The Cathay Building (Chinese: 国泰大厦) was opened in 1939 by Dato Loke Wan Tho as the headquarters for the British Malaya Broadcasting Corporation. Located at 2 Handy Road in the Museum Planning Area of Singapore, it was most known for its air-conditioned theatre, then a technological marvel and the first to be built in Singapore.
Cathay Building is also the first and tallest skyscraper not only in Singapore but also in South-East Asia with a height of 79.5 metres.
==History==
The Cathay Building was designed by British architect Frank W Brewer in the 1930s. The building was the first and tallest skyscraper in Singapore and in Southeast Asia, with a height of 83.5 metres from the Dhoby Ghaut entrance to the top of the building's water tower.

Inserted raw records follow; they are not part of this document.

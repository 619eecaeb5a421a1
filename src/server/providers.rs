//! LLM provider resolution
//!
//! Builds the configured backend and the coordinator that runs on it.

use super::config::{AppConfig, LlmConfig};
use anyhow::{bail, Context, Result};
use std::sync::Arc;
use std::time::Duration;
use tracing::{info, warn};
use wisdomarc_core::{ModelGateway, WisdomCoordinator};
use wisdomarc_llm::{LlmProvider, MockProvider, OllamaConfig, OllamaProvider};

/// Resolve the configured LLM provider
pub fn resolve_llm_provider(llm_config: &LlmConfig) -> Result<Arc<dyn LlmProvider>> {
    match llm_config.provider.as_str() {
        "ollama" => {
            let mut config = OllamaConfig::from_env()
                .with_timeout(Duration::from_secs(llm_config.timeout_secs));
            if let Some(base_url) = &llm_config.base_url {
                config = config.with_base_url(base_url.clone());
            }
            if let Some(model) = &llm_config.model {
                config = config.with_model(model.clone());
            }
            info!(
                base_url = %config.base_url,
                model = %config.default_model,
                "Registered Ollama provider"
            );
            let provider =
                OllamaProvider::new(config).context("Failed to create Ollama provider")?;
            Ok(Arc::new(provider))
        }
        "mock" => {
            warn!("Using mock LLM provider; every stage will fall back to its default output");
            Ok(Arc::new(MockProvider::new()))
        }
        other => bail!("Unknown LLM provider: {other}"),
    }
}

/// Build the coordinator for a loaded configuration
pub fn build_coordinator(config: &AppConfig) -> Result<WisdomCoordinator> {
    let provider = resolve_llm_provider(&config.llm)?;
    let gateway_config = config
        .gateway
        .to_gateway_config(config.llm.model.as_deref());
    let gateway = ModelGateway::with_config(provider, gateway_config);
    info!(
        provider = gateway.provider_name(),
        model = gateway.model(),
        "Model gateway ready"
    );
    Ok(WisdomCoordinator::with_config(gateway, config.coordinator))
}

#[cfg(test)]
mod tests {
    use super::*;

    #[test]
    fn test_mock_provider_resolves() {
        let config = LlmConfig {
            provider: "mock".to_string(),
            ..LlmConfig::default()
        };
        let provider = resolve_llm_provider(&config).unwrap();
        assert_eq!(provider.name(), "mock");
    }

    #[test]
    fn test_unknown_provider_is_rejected() {
        let config = LlmConfig {
            provider: "nope".to_string(),
            ..LlmConfig::default()
        };
        assert!(resolve_llm_provider(&config).is_err());
    }

    #[test]
    fn test_ollama_model_override() {
        let config = LlmConfig {
            provider: "ollama".to_string(),
            model: Some("gemma3".to_string()),
            ..LlmConfig::default()
        };
        let app = AppConfig {
            llm: config,
            ..AppConfig::default()
        };
        let coordinator = build_coordinator(&app).unwrap();
        assert_eq!(coordinator.gateway().model(), "gemma3");
        assert_eq!(coordinator.gateway().provider_name(), "ollama");
    }
}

Opened on 3 October 1939 as Cathay Building, with a 1,300-seat Cathay Cinema, and the tower block as Cathay Hotel, it was the island's first air-conditioned cinema and public building, and where one could sit in an arm chair to watch a film, which was rare in those days. The building was also used as a landmark for a final approach for landing at Singapore's first purpose-built civilian airport built in 1937, Kallang Airport.

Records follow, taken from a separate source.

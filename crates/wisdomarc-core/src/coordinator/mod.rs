//! Wisdom Coordinator - the full pipeline
//!
//! Sequences analysis, selection, reasoning and synthesis for one query.
//! [`WisdomCoordinator::stream_wisdom`] exposes the pipeline as a lazy,
//! single-pass stream of [`ProgressEvent`]s:
//!
//! ```text
//! cognitive_analysis   processing -> complete
//! agent_selection      processing -> complete
//! reasoning_initiation processing
//! reasoning_step       complete (one per chain entry)
//! synthesis            processing -> complete
//! integration_complete complete (final result)
//! ```
//!
//! A failure anywhere ends the stream with a single `error` event.
//! [`WisdomCoordinator::ask_wisdom`] drains the same sequence and returns the
//! final result.

mod config;
mod events;
mod result;
mod pipeline;

pub use config::CoordinatorConfig;
pub use events::{ProgressEvent, StepStatus, WisdomStep};
pub use result::{ErrorPayload, WisdomResult, REASONING_QUALITY};

pub use crate::gateway::StageSettings;

use crate::analysis::CognitiveLoadAnalyzer;
use crate::error::{Error, Result};
use crate::gateway::ModelGateway;
use crate::orchestrator::Orchestrator;
use crate::selection::AgentSelector;
use crate::synthesis::Synthesizer;
use crate::Context;
use futures::stream::{self, BoxStream, StreamExt};
use std::sync::Arc;
use pipeline::Pipeline;
use tracing::info;

pub(crate) struct Inner {
    gateway: ModelGateway,
    analyzer: CognitiveLoadAnalyzer,
    selector: AgentSelector,
    orchestrator: Orchestrator,
    synthesizer: Synthesizer,
    config: CoordinatorConfig,
}

/// Entry point for wisdom requests. Cheap to clone.
#[derive(Clone)]
pub struct WisdomCoordinator {
    inner: Arc<Inner>,
}

impl std::fmt::Debug for WisdomCoordinator {
    fn fmt(&self, f: &mut std::fmt::Formatter<'_>) -> std::fmt::Result {
        f.debug_struct("WisdomCoordinator")
            .field("gateway", &self.inner.gateway)
            .field("config", &self.inner.config)
            .finish()
    }
}

impl WisdomCoordinator {
    /// Create a coordinator with default settings
    #[must_use]
    pub fn new(gateway: ModelGateway) -> Self {
        Self::with_config(gateway, CoordinatorConfig::default())
    }

    /// Create a coordinator with explicit settings
    #[must_use]
    pub fn with_config(gateway: ModelGateway, config: CoordinatorConfig) -> Self {
        let inner = Inner {
            analyzer: CognitiveLoadAnalyzer::with_settings(gateway.clone(), config.analyzer),
            selector: AgentSelector::with_settings(gateway.clone(), config.selector),
            orchestrator: Orchestrator::with_settings(gateway.clone(), config.agent_settings()),
            synthesizer: Synthesizer::with_settings(gateway.clone(), config.synthesis),
            gateway,
            config,
        };
        Self {
            inner: Arc::new(inner),
        }
    }

    /// The model gateway
    #[must_use]
    pub fn gateway(&self) -> &ModelGateway {
        &self.inner.gateway
    }

    /// The orchestrator and its agents
    #[must_use]
    pub fn orchestrator(&self) -> &Orchestrator {
        &self.inner.orchestrator
    }

    /// Coordinator settings
    #[must_use]
    pub fn config(&self) -> &CoordinatorConfig {
        &self.inner.config
    }

    /// Progress stream for one query.
    ///
    /// Fails with [`Error::InvalidQuery`] before any model call when the
    /// trimmed query is empty. The returned stream does no work until polled.
    pub fn stream_wisdom(
        &self,
        query: &str,
        context: Context,
    ) -> Result<BoxStream<'static, ProgressEvent>> {
        let query = validate_query(query)?;
        info!(query_chars = query.chars().count(), "wisdom stream requested");

        let pipeline = Pipeline::new(self.inner.clone(), query, context);
        let events = stream::unfold(pipeline, |mut pipeline| async move {
            pipeline.next_event().await.map(|event| (event, pipeline))
        });
        Ok(events.fuse().boxed())
    }

    /// Run the whole pipeline and return the final result.
    pub async fn ask_wisdom(&self, query: &str, context: Context) -> Result<WisdomResult> {
        let query = validate_query(query)?;
        let mut pipeline = Pipeline::new(self.inner.clone(), query, context);

        while let Some(event) = pipeline.next_event().await {
            if event.step == WisdomStep::Error {
                let message = event
                    .message
                    .unwrap_or_else(|| "wisdom processing failed".to_string());
                return Err(Error::Pipeline(message));
            }
        }

        pipeline
            .take_result()
            .ok_or_else(|| Error::Pipeline("integration_complete was never reached".to_string()))
    }
}

fn validate_query(query: &str) -> Result<String> {
    let trimmed = query.trim();
    if trimmed.is_empty() {
        return Err(Error::InvalidQuery("query text cannot be empty".to_string()));
    }
    Ok(trimmed.to_string())
}

#[cfg(test)]
mod tests;
//! WebSocket module for WisdomArc
//!
//! Provides real-time communication endpoints:
//! - /ws/:session_id - Live progress stream for wisdom requests

pub mod wisdom;

pub use wisdom::wisdom_handler;

use axum::{routing::get, Router};

/// Create the WebSocket router
pub fn websocket_router() -> Router {
    Router::new().route("/ws/:session_id", get(wisdom_handler))
}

At the beginning of World War II in 1942, the building was converted to a Red Cross casualty station. When Singapore fell to the Japanese, it was used to house the Japanese Broadcasting Department, the Military Propaganda Department and the Military Information Bureau during the occupation period, utilising the height of the building to broadcast propaganda in the Japanese language. It was also the residence of film director Yasujiro Ozu from 1944 to the end of the war.
When the war ended in 1945, it served as the headquarters for Admiral Lord Mountbatten while serving as the Supreme Allied Commander South East Asia Theatre of the South East Asia Command (SEAC). When the SEAC was disbanded a year later, the building was converted back to a cinema and a hotel. The cinema was the first to show American and British films in Singapore. A new air-conditioning plant was installed in the building in 1948.
The Cathay Hotel ceased to exist in the 1950s when it was converted into apartments. The building was refaced in 1978 with a new look by STS Leong. The original design was shadowed by the new facade. Cathay Building was the location for the first Orange Julius outlet in Singapore, which opened in 1982. In 1990, Cathay Organisation opened Singapore's first arthouse cinema, The Picturehouse adjacent to Cathay Building. The main Cathay cinema was then converted into a two-hall cineplex during that period. Cathay Building and the Picturehouse showed its last movie in 2000 before closing for redevelopment.